# metal inlay over stained or painted ?



## IndyJones (Dec 17, 2013)

hi all , im sorry if this is in the wrong forum to start

Soo im a complete amateur but having a go a little woodwork projects , done a coffe table and such

nothing detailed but would like to do some inlay on my next 2 projects over christmas… which are a jewlery box for the missus and a poker table / table top ( not sure yet )

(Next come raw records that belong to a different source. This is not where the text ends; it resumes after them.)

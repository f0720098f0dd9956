//! # Pre-Ping Fan-Out Coordinator
//!
//! Fires every offer's verification call concurrently and waits for all of
//! them to settle. A call that fails, times out or answers with a non-2xx
//! status only excludes its own offer; it never fails the batch.

use std::collections::HashMap;
use std::sync::Arc;
use std::time::{Duration, Instant};

use domains::models::{HttpMethod, Offer, OfferRef, PrePingConfig, UrlParam};
use domains::ports::{HttpClient, OutboundRequest, RequestBody};
use tokio::task::JoinSet;
use tracing::{debug, info, warn};

use crate::attributes::{self, EvaluationContext};

/// Settled result of one verification call.
#[derive(Debug, Clone, PartialEq, Eq)]
pub enum PrePingOutcome {
    /// 2xx response with this body.
    Fulfilled(String),
    /// Transport failure, timeout or non-2xx status.
    Rejected(String),
}

impl PrePingOutcome {
    pub fn is_positive(&self, config: &PrePingConfig) -> bool {
        match self {
            PrePingOutcome::Fulfilled(body) => config.is_positive(body),
            PrePingOutcome::Rejected(_) => false,
        }
    }
}

pub struct PrePingCoordinator {
    http: Arc<dyn HttpClient>,
    timeout: Duration,
}

impl PrePingCoordinator {
    pub fn new(http: Arc<dyn HttpClient>, timeout: Duration) -> Self {
        Self { http, timeout }
    }

    /// Offers whose verification call came back positive, in input order.
    /// Offers without an enabled pre-ping config are ignored.
    pub async fn resolve(&self, offers: Vec<Offer>, ctx: &EvaluationContext<'_>) -> Vec<Offer> {
        let outcomes = self.settle(&offers, ctx).await;

        offers
            .into_iter()
            .filter(|offer| {
                let (Some(config), Some(outcome)) =
                    (offer.pre_ping.as_ref(), outcomes.get(&offer.offer_ref()))
                else {
                    return false;
                };
                let positive = outcome.is_positive(config);
                debug!(offer = %offer.offer_ref(), positive, "pre-ping settled");
                positive
            })
            .collect()
    }

    /// Launches one call per pre-ping offer and joins them all.
    pub async fn settle(
        &self,
        offers: &[Offer],
        ctx: &EvaluationContext<'_>,
    ) -> HashMap<OfferRef, PrePingOutcome> {
        let started = Instant::now();
        let mut outcomes = HashMap::new();
        let mut calls = JoinSet::new();

        for offer in offers {
            let Some(config) = offer.pre_ping.as_ref().filter(|c| c.enabled) else {
                continue;
            };
            let offer_ref = offer.offer_ref();
            let request = build_request(config, ctx, self.timeout);
            let http = Arc::clone(&self.http);
            let ceiling = self.timeout;

            // Replaced when the task reports; stays if the task itself dies.
            outcomes.insert(offer_ref, PrePingOutcome::Rejected("task aborted".into()));
            calls.spawn(async move {
                let outcome = match tokio::time::timeout(ceiling, http.execute(request)).await {
                    Ok(Ok(response)) if response.is_success() => {
                        PrePingOutcome::Fulfilled(response.body)
                    }
                    Ok(Ok(response)) => {
                        PrePingOutcome::Rejected(format!("status {}", response.status))
                    }
                    Ok(Err(e)) => PrePingOutcome::Rejected(e.to_string()),
                    Err(_) => PrePingOutcome::Rejected("timed out".into()),
                };
                (offer_ref, outcome)
            });
        }

        while let Some(joined) = calls.join_next().await {
            match joined {
                Ok((offer_ref, outcome)) => {
                    if let PrePingOutcome::Rejected(reason) = &outcome {
                        warn!(offer = %offer_ref, %reason, "pre-ping call failed");
                    }
                    outcomes.insert(offer_ref, outcome);
                }
                Err(e) => warn!(error = %e, "pre-ping task panicked"),
            }
        }

        info!(
            calls = outcomes.len(),
            elapsed_ms = started.elapsed().as_millis() as u64,
            "pre-ping fan-out settled"
        );
        outcomes
    }

    /// One-off call used to try a configuration out. Returns the body, or an
    /// empty string on any failure.
    pub async fn test_call(
        &self,
        url: &str,
        method: HttpMethod,
        params: Vec<(String, String)>,
        timeout: Duration,
    ) -> String {
        let request = OutboundRequest {
            method,
            url: url.to_string(),
            body: body_for(method, params),
            headers: Vec::new(),
            timeout,
        };
        match tokio::time::timeout(timeout, self.http.execute(request)).await {
            Ok(Ok(response)) if response.is_success() => response.body,
            Ok(Ok(response)) => {
                debug!(status = response.status, "test pre-ping returned error status");
                String::new()
            }
            Ok(Err(e)) => {
                debug!(error = %e, "test pre-ping failed");
                String::new()
            }
            Err(_) => String::new(),
        }
    }
}

fn body_for(method: HttpMethod, params: Vec<(String, String)>) -> RequestBody {
    match method {
        HttpMethod::Get => RequestBody::Query(params),
        HttpMethod::Post => RequestBody::Form(params),
    }
}

/// Builds the outbound call for one config: GET sends query parameters,
/// POST sends a form body.
pub fn build_request(
    config: &PrePingConfig,
    ctx: &EvaluationContext<'_>,
    timeout: Duration,
) -> OutboundRequest {
    let params = config
        .url_params
        .iter()
        .filter(|p| !p.client_field.is_empty())
        .map(|p| (p.client_field.clone(), param_value(p, ctx)))
        .collect();

    OutboundRequest {
        method: config.method,
        url: config.url.clone(),
        body: body_for(config.method, params),
        headers: Vec::new(),
        timeout,
    }
}

/// A non-empty `format_or_value` is sent literally; otherwise the visitor
/// attribute, or an empty string when absent.
pub(crate) fn param_text(param: &UrlParam, ctx: &EvaluationContext<'_>) -> String {
    match param.format_or_value.as_deref().filter(|v| !v.is_empty()) {
        Some(literal) => literal.to_string(),
        None => attributes::resolve(ctx, &param.field)
            .map(|v| v.as_text().into_owned())
            .unwrap_or_default(),
    }
}

fn param_value(param: &UrlParam, ctx: &EvaluationContext<'_>) -> String {
    let raw = param_text(param, ctx);
    if param.url_encode {
        url::form_urlencoded::byte_serialize(raw.as_bytes()).collect()
    } else {
        raw
    }
}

the jewlery box will just be a sanded after inlay and maybe a varnish or polyurethane . but the problem and reason for the post comes with the poker table which i want to be black .. a black stain i think .. nice and glossy with a good polish which will compliment the brass or silver inlay i think . it would be nice to just have some dark wood which i can just sand into when sanding down the excess powder of the inlay and not worry about. but on my budget i think i will have to dye or paint .. but how can i get the inlay flush with the wood without taking iff the dye or paint

i apologise if the answer is ovbious ..

Iv thought about going around the inlay with a small brush , but this seems to much hard work and time consuming

ive thought about leaving the inlay below the surface and going over with a polyurethane or sumthing else clear until flush .. like a depression inlay ? but not sure how that will look

thought about sanding all flush then coating the inlay in wood glue or sumthing to keep the dye off ? ( im not even sure if the dye or paint will effect the metal powder ?? maybe i can just wipe off )

maybe tracing paper around the inlay and sand until i hit it ?

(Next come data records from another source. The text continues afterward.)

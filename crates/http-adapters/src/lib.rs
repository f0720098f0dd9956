//! Outbound HTTP for pre-pings and lead posting, backed by `reqwest`.

use std::time::Duration;

use async_trait::async_trait;
use domains::errors::TransportError;
use domains::models::HttpMethod;
use domains::ports::{HttpClient, HttpResponse, OutboundRequest, RequestBody};
use tracing::debug;

/// Shares one connection pool across every outbound call.
#[derive(Clone, Default)]
pub struct ReqwestHttpClient {
    client: reqwest::Client,
}

impl ReqwestHttpClient {
    pub fn new(connect_timeout: Duration) -> Result<Self, TransportError> {
        let client = reqwest::Client::builder()
            .connect_timeout(connect_timeout)
            .build()
            .map_err(|e| TransportError::Other(e.to_string()))?;
        Ok(Self { client })
    }
}

fn transport_error(e: reqwest::Error) -> TransportError {
    if e.is_timeout() {
        TransportError::Timeout
    } else if e.is_connect() {
        TransportError::Connect(e.to_string())
    } else {
        TransportError::Other(e.to_string())
    }
}

#[async_trait]
impl HttpClient for ReqwestHttpClient {
    async fn execute(&self, request: OutboundRequest) -> Result<HttpResponse, TransportError> {
        let builder = match request.method {
            HttpMethod::Get => self.client.get(&request.url),
            HttpMethod::Post => self.client.post(&request.url),
        };
        let builder = request
            .headers
            .iter()
            .fold(builder, |b, (name, value)| b.header(name.as_str(), value.as_str()));
        let builder = match &request.body {
            RequestBody::Query(params) => builder.query(params),
            RequestBody::Form(params) => builder.form(params),
            RequestBody::Json(value) => builder.json(value),
        };

        let response = builder
            .timeout(request.timeout)
            .send()
            .await
            .map_err(transport_error)?;
        let status = response.status().as_u16();
        let body = response.text().await.map_err(transport_error)?;
        debug!(url = %request.url, status, bytes = body.len(), "outbound call completed");

        Ok(HttpResponse { status, body })
    }
}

im just rambling now and clutching at straws .

please help .

thanks in advance


----------



## alohafromberkeley (Oct 26, 2011)

Brian Boggs has a method for ebonizing that he says goes into the wood fibers that works better than a topcoat/dye. He wrote a detailed article for Popular Woodworking Magazine :
www.popularwoodworking.com/techniques/ebonizing_wood
Woods high in tannin would be the first choice ,i.e. walnut and oak. You'd have to ebonize the wood then do the inlay. Shellac could be painted on parts to help keep the sanding dust off.


----------



## IndyJones (Dec 17, 2013)

thanks , ive read it and it does seem like a possible solution , if ..when i am sanding down my excess metal and and just start to just start to get flush and bigin sanding the surface of the stained wood that the stain goes deep and is not just on the surface.. but i would imagine i would have to re stain with the tea bark powder to get it to look like the rest.

Any other ideas .. ?


----------



## IndyJones (Dec 17, 2013)

ive read more on the inter web and decided india ink is the way im gonna go .. hopefully when i sand down the ink will have stained the wood deep.

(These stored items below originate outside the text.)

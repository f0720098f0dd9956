//! # Pixel Template Renderer
//!
//! Pixel code is stored as HTML in Twig/Jinja syntax and rendered at request
//! time with `minijinja`, e.g.
//! `<img src="https://t.example/p?v={{ revenue }}&e={{ user_data.email | url_encode }}">`.
//!
//! Output is HTML-escaped unless marked `raw`. Missing values, including
//! lookups through missing objects, render as an empty string. Besides the
//! minijinja builtins the environment registers the Twig filters pixel
//! code relies on: `url_encode`, `raw`, `number_format` and a Twig-style
//! `default` that also replaces empty strings.

use domains::errors::{DomainError, Result};
use domains::ports::TemplateRenderer;
use minijinja::value::ValueKind;
use minijinja::{AutoEscape, Environment, Error, ErrorKind, UndefinedBehavior, Value};
use serde_json::Value as Json;

const TEMPLATE_NAME: &str = "pixel.html";

pub struct PixelTemplateRenderer {
    env: Environment<'static>,
}

impl PixelTemplateRenderer {
    pub fn new() -> Self {
        let mut env = Environment::new();
        env.set_auto_escape_callback(|_| AutoEscape::Html);
        env.set_undefined_behavior(UndefinedBehavior::Chainable);
        env.add_filter("url_encode", url_encode);
        env.add_filter("raw", raw);
        env.add_filter("number_format", number_format);
        env.add_filter("default", default);
        Self { env }
    }
}

impl Default for PixelTemplateRenderer {
    fn default() -> Self {
        Self::new()
    }
}

impl TemplateRenderer for PixelTemplateRenderer {
    fn render(&self, template: &str, context: &Json) -> Result<String> {
        self.env
            .render_named_str(TEMPLATE_NAME, template, normalize(context))
            .map_err(|e| DomainError::Render(e.to_string()))
    }
}

/// Whole-number floats print without a fractional part and booleans print
/// as `1` or nothing.
fn normalize(value: &Json) -> Json {
    match value {
        Json::Number(n) => match n.as_f64() {
            Some(f) if n.is_f64() && f.fract() == 0.0 && f.abs() < 1e15 => Json::from(f as i64),
            _ => value.clone(),
        },
        Json::Bool(true) => Json::from("1"),
        Json::Bool(false) => Json::from(""),
        Json::Array(items) => Json::Array(items.iter().map(normalize).collect()),
        Json::Object(map) => {
            Json::Object(map.iter().map(|(k, v)| (k.clone(), normalize(v))).collect())
        }
        other => other.clone(),
    }
}

fn text_of(value: &Value) -> String {
    if value.is_undefined() || value.is_none() {
        return String::new();
    }
    match value.as_str() {
        Some(s) => s.to_string(),
        None => value.to_string(),
    }
}

/// RFC 3986 encoding: spaces become `%20`.
fn url_encode(value: Value) -> Value {
    let encoded: String =
        url::form_urlencoded::byte_serialize(text_of(&value).as_bytes()).collect();
    Value::from_safe_string(encoded.replace('+', "%20"))
}

fn raw(value: Value) -> Value {
    Value::from_safe_string(text_of(&value))
}

fn default(value: Value, fallback: Option<Value>) -> Value {
    let empty = value.is_undefined()
        || value.is_none()
        || value.as_str() == Some("")
        || (matches!(value.kind(), ValueKind::Seq | ValueKind::Map) && value.len() == Some(0));
    if empty {
        fallback.unwrap_or_else(|| Value::from(""))
    } else {
        value
    }
}

fn number_format(
    value: Value,
    decimals: Option<usize>,
    dec_point: Option<String>,
    thousands_sep: Option<String>,
) -> std::result::Result<String, Error> {
    let number = if value.is_undefined() || value.is_none() {
        0.0
    } else if let Some(s) = value.as_str() {
        s.trim().parse::<f64>().map_err(|_| {
            Error::new(
                ErrorKind::InvalidOperation,
                format!("number_format expects a number, got {s:?}"),
            )
        })?
    } else {
        f64::try_from(value)?
    };

    let decimals = decimals.unwrap_or(0);
    let scale = 10f64.powi(decimals as i32);
    let rounded = (number * scale).round() / scale;
    let fixed = format!("{:.*}", decimals, rounded.abs());
    let (whole, fraction) = fixed.split_once('.').unwrap_or((fixed.as_str(), ""));

    let sep = thousands_sep.as_deref().unwrap_or(",");
    let mut out = String::with_capacity(fixed.len() + whole.len() / 3);
    if rounded < 0.0 {
        out.push('-');
    }
    for (i, digit) in whole.chars().enumerate() {
        if i > 0 && (whole.len() - i) % 3 == 0 {
            out.push_str(sep);
        }
        out.push(digit);
    }
    if !fraction.is_empty() {
        out.push_str(dec_point.as_deref().unwrap_or("."));
        out.push_str(fraction);
    }
    Ok(out)
}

unless better ideas pop up ??


----------



## natenaaron (Jun 24, 2013)

I have worked a lot with wood and metal together. Here is my motto, painter's tape is your buddy. Do all of your inlay and sanding prior to staining. Tape off the metal, stain and remove the tape. Kind of a tedious job if you have a lot of inlay but it has worked for me.


----------



## IndyJones (Dec 17, 2013)

my inlay is going to be lots of text in a nice font/style small too .. so tape would be very very hard work

thank you for input

could i not just inlay , sand flush the stain all including the metal inlay and then wipe the india ink off of the metal or will the ink stain the metal too ??

must be a solution

how does depression inlay look compared to flush ? any good ?


----------



## IndyJones (Dec 17, 2013)

how much area will 2 fluid oz of inidia ink cover please ?


----------



## natenaaron (Jun 24, 2013)

The issue will be the tone of the stain. It will be darker on the surface than it will be below the surface. If you are not wanting to mask then you will need to make sure you sand the entire surface evenly to make sure the tone of the stain is the same over the entire surface.


----------



## a1Jim (Aug 9, 2008)

The metal inlay might be a lot trickier than you think. For someone new to woodworking .


----------



## Dal300 (Aug 4, 2011)

Inlay, sand, stain, finish,


----------



## IndyJones (Dec 17, 2013)

inlay sand stain finsih ?

so now my inlay is covered in india ink ?


----------



## alohafromberkeley (Oct 26, 2011)

Have you thought of using metallic powder in epoxy? Jim is right - the inlay is gonna be trickier (to set to right depth).


----------



## LakeLover (Feb 2, 2013)

Why don't you try a sample?


----------



## IndyJones (Dec 17, 2013)

Yes powdered metal or embossing powders and epoxy or super glue but will still have to sand and still have same problem unless i leave it shy of top but i dont think it will look right just shoved down instean of sanded

stilll open to ideas ?

all the equipment and materials are on there way , so will try sample soon . but realistically i dont think any idea at the moment is "the one "


----------